EXERCISE INSTRUCTIONS
Once you have read the records below, restate them word for word.

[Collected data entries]
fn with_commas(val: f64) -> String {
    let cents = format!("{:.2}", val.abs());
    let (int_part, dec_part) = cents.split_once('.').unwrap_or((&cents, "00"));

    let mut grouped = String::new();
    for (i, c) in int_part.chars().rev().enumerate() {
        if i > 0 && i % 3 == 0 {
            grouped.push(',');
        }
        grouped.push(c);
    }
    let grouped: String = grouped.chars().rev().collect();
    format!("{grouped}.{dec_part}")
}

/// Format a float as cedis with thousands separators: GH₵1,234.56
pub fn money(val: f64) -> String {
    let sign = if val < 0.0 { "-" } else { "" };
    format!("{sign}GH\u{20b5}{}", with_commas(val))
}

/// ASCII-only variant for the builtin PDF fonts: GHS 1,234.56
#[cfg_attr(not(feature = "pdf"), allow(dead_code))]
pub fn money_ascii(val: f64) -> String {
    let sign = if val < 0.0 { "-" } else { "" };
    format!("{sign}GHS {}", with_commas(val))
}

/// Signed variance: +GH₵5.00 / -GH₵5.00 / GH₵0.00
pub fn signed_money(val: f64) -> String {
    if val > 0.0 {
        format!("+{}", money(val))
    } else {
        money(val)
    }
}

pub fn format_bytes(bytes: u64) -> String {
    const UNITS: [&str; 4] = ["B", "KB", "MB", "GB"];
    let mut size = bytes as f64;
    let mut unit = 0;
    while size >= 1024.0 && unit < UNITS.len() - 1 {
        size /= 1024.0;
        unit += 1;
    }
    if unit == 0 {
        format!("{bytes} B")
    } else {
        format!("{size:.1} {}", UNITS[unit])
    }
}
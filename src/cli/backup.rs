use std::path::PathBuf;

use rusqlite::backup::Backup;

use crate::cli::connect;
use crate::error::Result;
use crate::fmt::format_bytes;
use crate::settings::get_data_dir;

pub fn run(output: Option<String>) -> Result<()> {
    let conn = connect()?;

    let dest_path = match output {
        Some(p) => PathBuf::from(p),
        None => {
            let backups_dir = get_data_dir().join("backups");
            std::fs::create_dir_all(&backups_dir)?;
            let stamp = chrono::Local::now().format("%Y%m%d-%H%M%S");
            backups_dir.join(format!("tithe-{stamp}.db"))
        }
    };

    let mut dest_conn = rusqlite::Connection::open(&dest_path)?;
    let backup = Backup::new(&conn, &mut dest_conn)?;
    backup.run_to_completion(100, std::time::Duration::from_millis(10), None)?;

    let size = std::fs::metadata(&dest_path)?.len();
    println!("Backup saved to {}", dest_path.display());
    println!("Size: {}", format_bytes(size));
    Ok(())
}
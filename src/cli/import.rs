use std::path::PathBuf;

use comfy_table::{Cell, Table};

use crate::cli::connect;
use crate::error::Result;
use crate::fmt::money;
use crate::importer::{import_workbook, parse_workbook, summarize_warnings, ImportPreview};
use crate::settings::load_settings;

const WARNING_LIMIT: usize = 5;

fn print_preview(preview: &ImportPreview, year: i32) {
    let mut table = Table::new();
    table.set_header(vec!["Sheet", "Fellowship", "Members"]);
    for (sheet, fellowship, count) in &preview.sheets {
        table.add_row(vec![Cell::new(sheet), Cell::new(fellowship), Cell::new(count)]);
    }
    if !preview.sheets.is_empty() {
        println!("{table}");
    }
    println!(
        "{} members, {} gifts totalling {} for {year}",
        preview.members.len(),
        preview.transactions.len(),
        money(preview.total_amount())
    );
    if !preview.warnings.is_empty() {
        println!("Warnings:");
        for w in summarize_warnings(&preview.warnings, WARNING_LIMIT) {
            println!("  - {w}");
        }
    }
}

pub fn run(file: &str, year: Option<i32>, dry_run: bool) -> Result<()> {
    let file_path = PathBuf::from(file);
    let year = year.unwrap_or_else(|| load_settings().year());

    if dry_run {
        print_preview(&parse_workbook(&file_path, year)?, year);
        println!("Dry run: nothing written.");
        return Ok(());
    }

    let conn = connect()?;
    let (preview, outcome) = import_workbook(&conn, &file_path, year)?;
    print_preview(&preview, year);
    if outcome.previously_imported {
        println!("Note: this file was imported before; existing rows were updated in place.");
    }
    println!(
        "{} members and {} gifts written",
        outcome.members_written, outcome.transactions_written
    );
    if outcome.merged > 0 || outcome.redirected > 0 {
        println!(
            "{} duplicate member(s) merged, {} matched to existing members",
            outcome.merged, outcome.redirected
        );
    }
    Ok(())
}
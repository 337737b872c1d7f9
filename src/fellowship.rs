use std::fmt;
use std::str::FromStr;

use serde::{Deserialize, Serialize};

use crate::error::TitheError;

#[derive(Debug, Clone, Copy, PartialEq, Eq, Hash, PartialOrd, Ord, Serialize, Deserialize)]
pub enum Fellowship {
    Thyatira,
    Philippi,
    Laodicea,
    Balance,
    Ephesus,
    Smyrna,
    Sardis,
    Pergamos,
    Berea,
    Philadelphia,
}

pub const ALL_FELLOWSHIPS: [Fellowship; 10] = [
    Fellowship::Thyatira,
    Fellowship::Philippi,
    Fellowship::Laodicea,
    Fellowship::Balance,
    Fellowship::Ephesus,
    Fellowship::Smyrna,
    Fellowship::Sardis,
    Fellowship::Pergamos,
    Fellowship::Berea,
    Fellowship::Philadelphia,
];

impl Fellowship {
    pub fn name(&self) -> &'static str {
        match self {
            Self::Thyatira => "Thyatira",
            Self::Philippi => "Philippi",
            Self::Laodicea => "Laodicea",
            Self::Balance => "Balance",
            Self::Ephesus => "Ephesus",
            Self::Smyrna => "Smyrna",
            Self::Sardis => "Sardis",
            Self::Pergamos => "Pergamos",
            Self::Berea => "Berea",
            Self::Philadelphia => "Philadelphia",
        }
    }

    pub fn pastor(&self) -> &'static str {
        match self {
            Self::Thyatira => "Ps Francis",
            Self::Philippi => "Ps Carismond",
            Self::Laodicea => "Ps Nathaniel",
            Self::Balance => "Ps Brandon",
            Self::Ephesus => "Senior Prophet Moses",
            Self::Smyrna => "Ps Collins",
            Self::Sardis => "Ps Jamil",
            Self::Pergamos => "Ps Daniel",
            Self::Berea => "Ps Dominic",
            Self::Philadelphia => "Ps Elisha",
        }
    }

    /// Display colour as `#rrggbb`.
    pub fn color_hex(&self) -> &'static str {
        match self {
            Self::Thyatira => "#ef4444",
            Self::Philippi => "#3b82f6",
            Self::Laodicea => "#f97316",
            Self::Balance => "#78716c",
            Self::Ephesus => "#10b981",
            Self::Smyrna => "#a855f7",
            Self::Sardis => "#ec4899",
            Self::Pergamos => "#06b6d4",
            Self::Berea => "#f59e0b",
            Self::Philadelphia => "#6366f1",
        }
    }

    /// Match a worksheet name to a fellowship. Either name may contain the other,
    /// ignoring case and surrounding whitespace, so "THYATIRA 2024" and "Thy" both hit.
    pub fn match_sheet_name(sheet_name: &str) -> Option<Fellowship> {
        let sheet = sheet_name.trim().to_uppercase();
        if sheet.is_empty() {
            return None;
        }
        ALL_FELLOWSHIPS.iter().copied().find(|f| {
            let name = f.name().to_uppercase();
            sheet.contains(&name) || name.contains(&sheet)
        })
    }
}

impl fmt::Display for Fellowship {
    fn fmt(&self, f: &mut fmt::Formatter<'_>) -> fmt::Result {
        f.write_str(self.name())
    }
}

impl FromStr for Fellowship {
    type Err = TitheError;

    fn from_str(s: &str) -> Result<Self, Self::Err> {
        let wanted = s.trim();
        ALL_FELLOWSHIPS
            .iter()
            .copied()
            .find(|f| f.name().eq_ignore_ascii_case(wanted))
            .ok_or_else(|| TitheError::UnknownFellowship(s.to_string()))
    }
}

SOLUTION TO THIS PROBLEM
fn with_commas(val: f64) -> String {
    let cents = format!("{:.2}", val.abs());
    let (int_part, dec_part) = cents.split_once('.').unwrap_or((&cents, "00"));

    let mut grouped = String::new();
    for (i, c) in int_part.chars().rev().enumerate() {
        if i > 0 && i % 3 == 0 {
            grouped.push(',');
        }
        grouped.push(c);
    }
    let grouped: String = grouped.chars().rev().collect();
    format!("{grouped}.{dec_part}")
}

/// Format a float as cedis with thousands separators: GH₵1,234.56
pub fn money(val: f64) -> String {
    let sign = if val < 0.0 { "-" } else { "" };
    format!("{sign}GH\u{20b5}{}", with_commas(val))
}

/// ASCII-only variant for the builtin PDF fonts: GHS 1,234.56
#[cfg_attr(not(feature = "pdf"), allow(dead_code))]
pub fn money_ascii(val: f64) -> String {
    let sign = if val < 0.0 { "-" } else { "" };
    format!("{sign}GHS {}", with_commas(val))
}

/// Signed variance: +GH₵5.00 / -GH₵5.00 / GH₵0.00
pub fn signed_money(val: f64) -> String {
    if val > 0.0 {
        format!("+{}", money(val))
    } else {
        money(val)
    }
}

pub fn format_bytes(bytes: u64) -> String {
    const UNITS: [&str; 4] = ["B", "KB", "MB", "GB"];
    let mut size = bytes as f64;
    let mut unit = 0;
    while size >= 1024.0 && unit < UNITS.len() - 1 {
        size /= 1024.0;
        unit += 1;
    }
    if unit == 0 {
        format!("{bytes} B")
    } else {
        format!("{size:.1} {}", UNITS[unit])
    }
}
filename src/cli/backup.rs
use std::path::PathBuf;

use rusqlite::backup::Backup;

use crate::cli::connect;
use crate::error::Result;
use crate::fmt::format_bytes;
use crate::settings::get_data_dir;

pub fn run(output: Option<String>) -> Result<()> {
    let conn = connect()?;

    let dest_path = match output {
        Some(p) => PathBuf::from(p),
        None => {
            let backups_dir = get_data_dir().join("backups");
            std::fs::create_dir_all(&backups_dir)?;
            let stamp = chrono::Local::now().format("%Y%m%d-%H%M%S");
            backups_dir.join(format!("tithe-{stamp}.db"))
        }
    };

    let mut dest_conn = rusqlite::Connection::open(&dest_path)?;
    let backup = Backup::new(&conn, &mut dest_conn)?;
    backup.run_to_completion(100, std::time::Duration::from_millis(10), None)?;

    let size = std::fs::metadata(&dest_path)?.len();
    println!("Backup saved to {}", dest_path.display());
    println!("Size: {}", format_bytes(size));
    Ok(())
}
filename src/cli/import.rs
use std::path::PathBuf;

use comfy_table::{Cell, Table};

use crate::cli::connect;
use crate::error::Result;
use crate::fmt::money;
use crate::importer::{import_workbook, parse_workbook, summarize_warnings, ImportPreview};
use crate::settings::load_settings;

const WARNING_LIMIT: usize = 5;

fn print_preview(preview: &ImportPreview, year: i32) {
    let mut table = Table::new();
    table.set_header(vec!["Sheet", "Fellowship", "Members"]);
    for (sheet, fellowship, count) in &preview.sheets {
        table.add_row(vec![Cell::new(sheet), Cell::new(fellowship), Cell::new(count)]);
    }
    if !preview.sheets.is_empty() {
        println!("{table}");
    }
    println!(
        "{} members, {} gifts totalling {} for {year}",
        preview.members.len(),
        preview.transactions.len(),
        money(preview.total_amount())
    );
    if !preview.warnings.is_empty() {
        println!("Warnings:");
        for w in summarize_warnings(&preview.warnings, WARNING_LIMIT) {
            println!("  - {w}");
        }
    }
}

pub fn run(file: &str, year: Option<i32>, dry_run: bool) -> Result<()> {
    let file_path = PathBuf::from(file);
    let year = year.unwrap_or_else(|| load_settings().year());

    if dry_run {
        print_preview(&parse_workbook(&file_path, year)?, year);
        println!("Dry run: nothing written.");
        return Ok(());
    }

    let conn = connect()?;
    let (preview, outcome) = import_workbook(&conn, &file_path, year)?;
    print_preview(&preview, year);
    if outcome.previously_imported {
        println!("Note: this file was imported before; existing rows were updated in place.");
    }
    println!(
        "{} members and {} gifts written",
        outcome.members_written, outcome.transactions_written
    );
    if outcome.merged > 0 || outcome.redirected > 0 {
        println!(
            "{} duplicate member(s) merged, {} matched to existing members",
            outcome.merged, outcome.redirected
        );
    }
    Ok(())
}
repository 337737b872c1d7f9
filename src/fellowship.rs
use std::fmt;
use std::str::FromStr;

use serde::{Deserialize, Serialize};

use crate::error::TitheError;

#[derive(Debug, Clone, Copy, PartialEq, Eq, Hash, PartialOrd, Ord, Serialize, Deserialize)]
pub enum Fellowship {
    Thyatira,
    Philippi,
    Laodicea,
    Balance,
    Ephesus,
    Smyrna,
    Sardis,
    Pergamos,
    Berea,
    Philadelphia,
}

pub const ALL_FELLOWSHIPS: [Fellowship; 10] = [
    Fellowship::Thyatira,
    Fellowship::Philippi,
    Fellowship::Laodicea,
    Fellowship::Balance,
    Fellowship::Ephesus,
    Fellowship::Smyrna,
    Fellowship::Sardis,
    Fellowship::Pergamos,
    Fellowship::Berea,
    Fellowship::Philadelphia,
];

impl Fellowship {
    pub fn name(&self) -> &'static str {
        match self {
            Self::Thyatira => "Thyatira",
            Self::Philippi => "Philippi",
            Self::Laodicea => "Laodicea",
            Self::Balance => "Balance",
            Self::Ephesus => "Ephesus",
            Self::Smyrna => "Smyrna",
            Self::Sardis => "Sardis",
            Self::Pergamos => "Pergamos",
            Self::Berea => "Berea",
            Self::Philadelphia => "Philadelphia",
        }
    }

    pub fn pastor(&self) -> &'static str {
        match self {
            Self::Thyatira => "Ps Francis",
            Self::Philippi => "Ps Carismond",
            Self::Laodicea => "Ps Nathaniel",
            Self::Balance => "Ps Brandon",
            Self::Ephesus => "Senior Prophet Moses",
            Self::Smyrna => "Ps Collins",
            Self::Sardis => "Ps Jamil",
            Self::Pergamos => "Ps Daniel",
            Self::Berea => "Ps Dominic",
            Self::Philadelphia => "Ps Elisha",
        }
    }

    /// Display colour as `#rrggbb`.
    pub fn color_hex(&self) -> &'static str {
        match self {
            Self::Thyatira => "#ef4444",
            Self::Philippi => "#3b82f6",
            Self::Laodicea => "#f97316",
            Self::Balance => "#78716c",
            Self::Ephesus => "#10b981",
            Self::Smyrna => "#a855f7",
            Self::Sardis => "#ec4899",
            Self::Pergamos => "#06b6d4",
            Self::Berea => "#f59e0b",
            Self::Philadelphia => "#6366f1",
        }
    }

    /// Match a worksheet name to a fellowship. Either name may contain the other,
    /// ignoring case and surrounding whitespace, so "THYATIRA 2024" and "Thy" both hit.
    pub fn match_sheet_name(sheet_name: &str) -> Option<Fellowship> {
        let sheet = sheet_name.trim().to_uppercase();
        if sheet.is_empty() {
            return None;
        }
        ALL_FELLOWSHIPS.iter().copied().find(|f| {
            let name = f.name().to_uppercase();
            sheet.contains(&name) || name.contains(&sheet)
        })
    }
}

impl fmt::Display for Fellowship {
    fn fmt(&self, f: &mut fmt::Formatter<'_>) -> fmt::Result {
        f.write_str(self.name())
    }
}

impl FromStr for Fellowship {
    type Err = TitheError;

    fn from_str(s: &str) -> Result<Self, Self::Err> {
        let wanted = s.trim();
        ALL_FELLOWSHIPS
            .iter()
            .copied()
            .find(|f| f.name().eq_ignore_ascii_case(wanted))
            .ok_or_else(|| TitheError::UnknownFellowship(s.to_string()))
    }
}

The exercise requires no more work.